Expression of RANTES by Normal Airway Epithelial Cells after Influenza Virus A Infection

Satoshi Matsukura, Fumio Kokubu, Hitomi Kubo, Takeshi Tomita, Hisahiro Tokunaga, Mitsutaka Kadokura, Toshinori Yamamoto, Yukio Kuroiwa, Tadao Ohno, Harumi Suzaki, and Mitsuru Adachi

First Department of Internal Medicine, Department of Otorhinolaryngology, and First Department of Surgery, Showa University School of Medicine, Tokyo, Japan; Department of Clinical Pharmacology, Showa University School of Pharmaceutical Sciences, Tokyo, Japan; and RIKEN Cell Bank, The Institute of Physical and Chemical Research (RIKEN), Tsukuba Science City, Japan

The chemokine regulated on activation, normal T cells expressed and secreted (RANTES), is a C-C chemokine and a potent chemoattractant for monocytes, T lymphocytes, basophils, and eosinophils.

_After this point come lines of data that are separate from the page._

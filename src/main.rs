use actix_web::middleware::from_fn;
use actix_web::{web, App, HttpServer};
use anyhow::Context;
use dotenv::dotenv;
use gatehouse_server::auth::middleware::{rate_limit_gate, session_gate};
use gatehouse_server::email::HttpMailer;
use gatehouse_server::store::PgDocumentStore;
use gatehouse_server::{routes, AppState, Settings};
use std::net::TcpListener;
use std::sync::Arc;
use std::time::Duration;
use tracing::info;
use tracing_subscriber::{EnvFilter, FmtSubscriber};

#[actix_web::main]
async fn main() -> anyhow::Result<()> {
    dotenv().ok();

    let subscriber = FmtSubscriber::builder()
        .with_env_filter(
            EnvFilter::try_from_default_env().unwrap_or_else(|_| EnvFilter::new("info")),
        )
        .finish();
    tracing::subscriber::set_global_default(subscriber)
        .context("Failed to set tracing subscriber")?;

    let settings = Settings::new().context("Failed to load settings")?;
    info!("starting in {} mode", settings.environment);

    let store = PgDocumentStore::connect(
        &settings.database.url,
        settings.database.max_connections,
        Duration::from_secs(5),
    )
    .await
    .context("Failed to connect to document store")?;
    store.migrate().await.context("Failed to run migrations")?;

    let mailer = Arc::new(HttpMailer::new(
        settings.email.endpoint.clone(),
        settings.email.from.clone(),
        settings.email.public_url.clone(),
    ));

    let host = settings.server.host.clone();
    let port = settings.server.port;
    let workers = settings.server.workers as usize;

    let state = web::Data::new(AppState::new(settings, Arc::new(store), mailer)?);

    // Limiter maps grow one entry per distinct IP/user; sweep them so a
    // long-running process does not hold them forever.
    let sweeper = state.clone();
    tokio::spawn(async move {
        let mut interval = tokio::time::interval(Duration::from_secs(600));
        loop {
            interval.tick().await;
            sweeper.sweep_limiters().await;
        }
    });

    let listener = TcpListener::bind((host.as_str(), port))
        .with_context(|| format!("Failed to bind {}:{}", host, port))?;
    info!("listening on {}:{}", host, port);

    let app_state = state.clone();
    HttpServer::new(move || {
        App::new()
            .app_data(app_state.clone())
            .configure(routes)
            // wrap() nests outward: the rate-limit stage runs first, then
            // session resolution, then the route handlers.
            .wrap(from_fn(session_gate))
            .wrap(from_fn(rate_limit_gate))
    })
    .workers(workers)
    .listen(listener)?
    .run()
    .await?;

    Ok(())
}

Its expression by human airway epithelium has been demonstrated both in vitro and in vivo. We investigated whether RANTES is expressed by normal human airway epithelial cells after influenza viral infection and examined its bioactivity. Epithelial cells were obtained from bronchial tissue or nasal polyps of patients who had undergone lobectomy for lung cancer or polypectomy for nasal polyps. These cells were cultured by the outgrowth method. Cultured cells were infected with influenza virus A (subtype H3N2) after which the supernatants and the cells were collected 8 to 72 h after infection. RANTES mRNA (messenger RNA) was analyzed by the reverse transcriptase-polymerase chain reaction and Southern blot analysis of its product. Concentrations of RANTES in the supernatants were analyzed by enzyme-linked immunosorbent assay. RANTES protein and mRNA were not detected in the media of uninfected cells. PCR products for RANTES were clearly detected in nasal and bronchial epithelial cells 24 h after infection. Southern blot analysis confirmed that the PCR products were indeed specific for RANTES mRNA. Twenty-four to 72 h after infection, significant levels of RANTES protein were detected in culture media. We also investigated the chemotactic activity of the supernatant of cultured cells. The supernatant of the cells 48 h after infection had potent chemotactic activity for eosinophils, which was attenuated by the addition of anti-RANTES antibodies. These findings suggest that influenza virus infection may induce expression of bioactive RANTES by normal human bronchial and nasal epithelial cells.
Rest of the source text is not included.